4. Identifying and developing strengths - Social workers should focus on the strengths of all individuals, groups and communities and thus promote their empowerment.
4.6. Further, through their commitment to the promotion of social justice, social workers should challenge negative discrimination on whatever grounds; recognise diversity whether it be individual, family or community based; challenge unjust policies; and work in solidarity by challenging the conditions that contribute to social exclusion, stigmatisation or subjugation and work towards an inclusive society ( IFSW (International Federation of Social Workers), 2004).
4.7. The inability to operate according to such core principles may also in part account for the fact that many social workers leave the profession. For that reason what have been referred to as 'golden hellos' (Unison, 2004) - payments to encourage social workers to work in areas short of social workers; or 'golden handcuffs' (Unison, 2004) - payments to entice social workers not to leave, will not in themselves address the crisis facing social work. The issue is not one of logistics and redistribution of resources but rather about the very basis and key principles on which contemporary social work operates. What the literature does reveal is that for those who leave the profession, or indeed many who remain within it, the situation in which they practice does not allow them to fulfil their commitment to key principles.
4.8. 'Social work' is also a concept that is not readily understood by the public whose views on social work are equally influenced by its association with scandals, especially those involving children (Scottish Executive, 2005). Research using general public survey methods suggests that social work has a negative public image and is poorly understood, although there are some signs that this image is beginning to be less held (ibid.). The impact on public understanding and acceptance of social work has clearly been influenced by cases involving children. In any review of the future of social work it will be important to gauge public opinion as one element of the social context in which social work operates.
4.9. What is also particularly interesting is that, though there are key differences in what the definition of social work may be, such values as contained in the IFSW statement are also embodied in the national association code of ethics for countries such as France, Germany and the Russian Federation ( IFSW (International Federation of Social Workers), 2004). There is a universality of such key values over time and place whether it be for the 'social worker', 'educateur' or 'social pedagogue' (Kornbeck, 2002). Though there may be disagreement about the most appropriate structural or organisational context there is little disagreement about the core values of social work.
4.10. The importance of maintaining a set of core values for social work also contributes to the notion of the professionalisation of social work - that it has its own distinctive values which demarcate it from other professions. The concern of some is that it is precisely because social work may have lost contact with these values that it has also lost its professional identity. Similarly, by not promoting these core values, the boundary between what social workers and other professionals do may be somewhat eroded.

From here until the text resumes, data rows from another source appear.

/// Storage-specific errors
use thiserror::Error;

/// Result type alias using `StorageError`
pub type Result<T> = std::result::Result<T, StorageError>;

/// Storage error types
#[derive(Error, Debug)]
pub enum StorageError {
    /// The backing store cannot be reached at all (e.g. storage disabled)
    #[error("Storage unavailable: {0}")]
    Unavailable(String),

    /// The backing store rejected an operation
    #[error(transparent)]
    Store(#[from] groove_core::CoreError),

    /// Serialization error
    #[error("Serialization error: {0}")]
    Serialization(#[from] serde_json::Error),

    /// I/O error
    #[error(transparent)]
    Io(#[from] std::io::Error),
}

impl From<StorageError> for groove_core::CoreError {
    fn from(err: StorageError) -> Self {
        match err {
            StorageError::Store(inner) => inner,
            other => groove_core::CoreError::storage(other.to_string()),
        }
    }
}
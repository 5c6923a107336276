//! Interactive session
//!
//! Runs parsed commands against a [`Player`] over the simulated element and
//! renders the results as text.

use crate::{
    backend::{Feedback, SimulatedBackend},
    commands::{Command, HELP},
    config::ConsoleConfig,
};
use groove_core::{Confirm, KeyValueStore};
use groove_playback::{
    format_time, progress_percent, IncomingFile, Player, PlayerError, PlayerEvent, Result,
};
use std::fmt::Write as _;
use std::path::Path;
use tracing::{debug, warn};

/// Upper bound on feedback rounds after one command
const MAX_FEEDBACK_ROUNDS: usize = 64;

/// What the caller should do after a command
#[derive(Debug, Clone, PartialEq, Eq)]
pub enum Outcome {
    Continue(String),
    Quit,
}

pub struct Session<S> {
    player: Player<SimulatedBackend, S>,
}

impl<S: KeyValueStore> Session<S> {
    pub fn new(config: &ConsoleConfig, store: S) -> Self {
        let backend = SimulatedBackend::new(config.simulated_track_secs);
        Self {
            player: Player::open(config.player.clone(), backend, store),
        }
    }

    pub fn player(&self) -> &Player<SimulatedBackend, S> {
        &self.player
    }

    /// Execute one command, then let the simulated element catch up
    pub fn execute(&mut self, command: Command, confirm: &mut dyn Confirm) -> Result<Outcome> {
        let mut out = String::new();
        let show_status = !matches!(command, Command::List | Command::Help | Command::Quit);

        match command {
            Command::List => self.render_list(&mut out),
            Command::Create(name) => self.player.create_playlist(&name)?,
            Command::Select(index) => self.player.select_playlist(index)?,
            Command::Rename(index, name) => self.player.rename_playlist(index, &name)?,
            Command::Delete(index) => self.player.delete_playlist(index, confirm)?,
            Command::Add(paths) => {
                let files = paths.iter().map(incoming_file).collect();
                self.player.add_files(files)?;
            }
            Command::Remove(index) => self.player.remove_track(index, confirm)?,
            Command::Play(index) => self.player.play_track(index)?,
            Command::Toggle => self.player.toggle_play_pause()?,
            Command::Next => self.player.next_track()?,
            Command::Previous => self.player.previous_track()?,
            Command::Seek(secs) => self.player.seek(secs)?,
            Command::Tick(secs) => self.player.backend_mut().tick(secs),
            Command::End => self.player.backend_mut().finish(),
            Command::Status => {}
            Command::Help => out.push_str(HELP),
            Command::Quit => return Ok(Outcome::Quit),
        }

        let notices = self.pump();
        for notice in notices {
            let _ = writeln!(out, "! {}", notice);
        }
        if show_status {
            self.render_status(&mut out);
        }

        Ok(Outcome::Continue(out.trim_end().to_string()))
    }

    /// Feed simulated element feedback into the player until it settles
    ///
    /// Returns messages worth showing to the user.
    pub fn pump(&mut self) -> Vec<String> {
        let mut notices = Vec::new();
        let mut settled = false;

        for _ in 0..MAX_FEEDBACK_ROUNDS {
            let feedback = self.player.backend_mut().drain();
            if feedback.is_empty() {
                settled = true;
                break;
            }
            for item in feedback {
                match item {
                    Feedback::Event(event) => self.player.handle_event(event),
                    Feedback::Settled(ticket, result) => self.player.play_settled(ticket, result),
                }
            }
        }

        if !settled {
            warn!("Simulated element did not settle after {} rounds", MAX_FEEDBACK_ROUNDS);
        }

        for event in self.player.drain_events() {
            match event {
                PlayerEvent::PlaybackFailed { message } => {
                    notices.push(format!("Playback failed: {}", message));
                }
                PlayerEvent::StorageRecovered { reason } => {
                    notices.push(format!(
                        "Saved playlists were unreadable and have been reset ({})",
                        reason
                    ));
                }
                other => debug!(?other, "Player event"),
            }
        }

        notices
    }

    fn render_list(&self, out: &mut String) {
        let state = self.player.state();

        let _ = writeln!(out, "Playlists:");
        for (i, playlist) in self.player.playlists().iter().enumerate() {
            let marker = if i == state.active_playlist { '*' } else { ' ' };
            let _ = writeln!(
                out,
                "{} {}. {} ({} tracks)",
                marker,
                i + 1,
                playlist.name,
                playlist.len()
            );
        }

        let Some(active) = self.player.coordinator().active_playlist() else {
            return;
        };
        let _ = writeln!(out, "\n{}:", active.name);
        if active.is_empty() {
            let _ = writeln!(out, "  (empty - use 'add <path>...')");
        }
        for (i, track) in active.tracks.iter().enumerate() {
            let marker = if i == state.active_track { '>' } else { ' ' };
            let missing = if track.is_playable() { "" } else { "  [re-add file to play]" };
            let _ = writeln!(
                out,
                "{} {}. {} - {}{}",
                marker,
                i + 1,
                track.artist,
                track.title,
                missing
            );
        }
    }

    fn render_status(&self, out: &mut String) {
        let state = self.player.state();
        let now = self.player.now_playing();
        let icon = if state.play_intent { "playing" } else { "paused" };
        let _ = writeln!(
            out,
            "[{}] {} - {}  {} / {} ({:.0}%)",
            icon,
            now.artist,
            now.title,
            format_time(state.position),
            format_time(state.duration),
            progress_percent(state.position, state.duration)
        );
    }
}

/// Describe a file on disk the way a browser file input would
pub fn incoming_file(path: impl AsRef<Path>) -> IncomingFile {
    let path = path.as_ref();
    let name = path
        .file_name()
        .map_or_else(|| path.display().to_string(), |n| n.to_string_lossy().into_owned());
    let mime = mime_guess::from_path(path).first_or_octet_stream();
    let locator = std::fs::canonicalize(path).unwrap_or_else(|_| path.to_path_buf());

    IncomingFile::new(
        name,
        mime.essence_str(),
        locator.to_string_lossy().into_owned(),
    )
}

/// Human-readable form of a failed command; `None` when it should stay silent
pub fn describe_error(error: &PlayerError) -> Option<String> {
    match error {
        e if e.is_user_notice() => Some(e.to_string()),
        PlayerError::ConfirmationDeclined => Some("Cancelled.".to_string()),
        PlayerError::Validation(_) => None,
        e => Some(format!("Error: {}", e)),
    }
}
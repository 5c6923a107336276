/// Playlist domain type
use super::track::Track;

/// Named, ordered collection of tracks
///
/// Identity is positional: a playlist is addressed by its index in the
/// collection, and names are not required to be unique.
#[derive(Debug, Clone, PartialEq, Eq, Default)]
pub struct Playlist {
    /// Display name (non-empty)
    pub name: String,

    /// Tracks in play order
    pub tracks: Vec<Track>,
}

impl Playlist {
    /// Create a new, empty playlist
    pub fn new(name: impl Into<String>) -> Self {
        Self {
            name: name.into(),
            tracks: Vec::new(),
        }
    }

    /// Create a playlist with tracks
    pub fn with_tracks(name: impl Into<String>, tracks: Vec<Track>) -> Self {
        Self {
            name: name.into(),
            tracks,
        }
    }

    /// Number of tracks
    pub fn len(&self) -> usize {
        self.tracks.len()
    }

    /// Whether the playlist has no tracks
    pub fn is_empty(&self) -> bool {
        self.tracks.is_empty()
    }

    /// Track at `index`, if it exists
    pub fn get(&self, index: usize) -> Option<&Track> {
        self.tracks.get(index)
    }
}
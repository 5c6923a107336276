//! Line command parsing
//!
//! Users count playlists and tracks from 1; parsed commands carry 0-based
//! indices.

use std::path::PathBuf;
use thiserror::Error;

#[derive(Debug, Clone, PartialEq)]
pub enum Command {
    List,
    Create(String),
    Select(usize),
    Delete(usize),
    Rename(usize, String),
    Add(Vec<PathBuf>),
    Remove(usize),
    Play(usize),
    Toggle,
    Next,
    Previous,
    Seek(f64),
    Status,
    Tick(f64),
    End,
    Help,
    Quit,
}

#[derive(Debug, Clone, PartialEq, Eq, Error)]
pub enum CommandError {
    #[error("Unknown command '{0}' (try 'help')")]
    Unknown(String),

    #[error("Usage: {0}")]
    Usage(&'static str),

    #[error("Numbers start at 1")]
    ZeroIndex,

    #[error("'{0}' is not a number")]
    NotANumber(String),
}

pub const HELP: &str = "\
Commands:
  list                   show playlists and the active playlist's tracks
  create <name>          create a playlist and switch to it
  select <n>             switch to playlist n
  rename <n> <name>      rename playlist n
  delete <n>             delete playlist n
  add <path>...          add audio files to the active playlist
  remove <n>             remove track n from the active playlist
  play <n>               play track n (toggles if it is already active)
  toggle                 play/pause
  next | prev            skip forward/back (wraps around)
  seek <secs>            jump to a position
  tick <secs>            let simulated time pass
  end                    play the current track to its end
  status                 show what is playing
  quit                   exit";

impl Command {
    /// Parse one input line; `Ok(None)` for blank lines
    pub fn parse(line: &str) -> Result<Option<Self>, CommandError> {
        let line = line.trim();
        let (word, rest) = match line.split_once(char::is_whitespace) {
            Some((word, rest)) => (word, rest.trim()),
            None => (line, ""),
        };

        let command = match word.to_ascii_lowercase().as_str() {
            "" => return Ok(None),
            "list" | "ls" => Command::List,
            "create" | "new" => Command::Create(rest.to_string()),
            "select" => Command::Select(index(rest, "select <n>")?),
            "delete" => Command::Delete(index(rest, "delete <n>")?),
            "rename" => {
                let (n, name) = rest
                    .split_once(char::is_whitespace)
                    .ok_or(CommandError::Usage("rename <n> <name>"))?;
                Command::Rename(index(n, "rename <n> <name>")?, name.trim().to_string())
            }
            "add" => {
                if rest.is_empty() {
                    return Err(CommandError::Usage("add <path>..."));
                }
                Command::Add(rest.split_whitespace().map(PathBuf::from).collect())
            }
            "remove" | "rm" => Command::Remove(index(rest, "remove <n>")?),
            "play" => Command::Play(index(rest, "play <n>")?),
            "toggle" | "pause" | "p" => Command::Toggle,
            "next" | "n" => Command::Next,
            "prev" | "previous" => Command::Previous,
            "seek" => Command::Seek(seconds(rest, "seek <secs>")?),
            "status" | "s" => Command::Status,
            "tick" => Command::Tick(seconds(rest, "tick <secs>")?),
            "end" => Command::End,
            "help" | "?" => Command::Help,
            "quit" | "exit" | "q" => Command::Quit,
            other => return Err(CommandError::Unknown(other.to_string())),
        };

        Ok(Some(command))
    }
}

fn index(arg: &str, usage: &'static str) -> Result<usize, CommandError> {
    if arg.is_empty() {
        return Err(CommandError::Usage(usage));
    }
    match arg.parse::<usize>() {
        Ok(0) => Err(CommandError::ZeroIndex),
        Ok(n) => Ok(n - 1),
        Err(_) => Err(CommandError::NotANumber(arg.to_string())),
    }
}

fn seconds(arg: &str, usage: &'static str) -> Result<f64, CommandError> {
    if arg.is_empty() {
        return Err(CommandError::Usage(usage));
    }
    arg.parse::<f64>()
        .map_err(|_| CommandError::NotANumber(arg.to_string()))
}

Professional Values and Ethics: Summary
4.11. What this discussion of professional values and ethics serves to highlight is that despite the many organisational and structural changes which have impacted on social work, the core values have remained relatively constant. This is significant for any review of social work because-
The maintenance of core values and principles is central to professional identity
The difficulty of implementing core values and principles in the context of current organisational and structural arrangements is problematic for social workers
Future developments in the profession of social work should be based on a commitment in practice to key values and principles.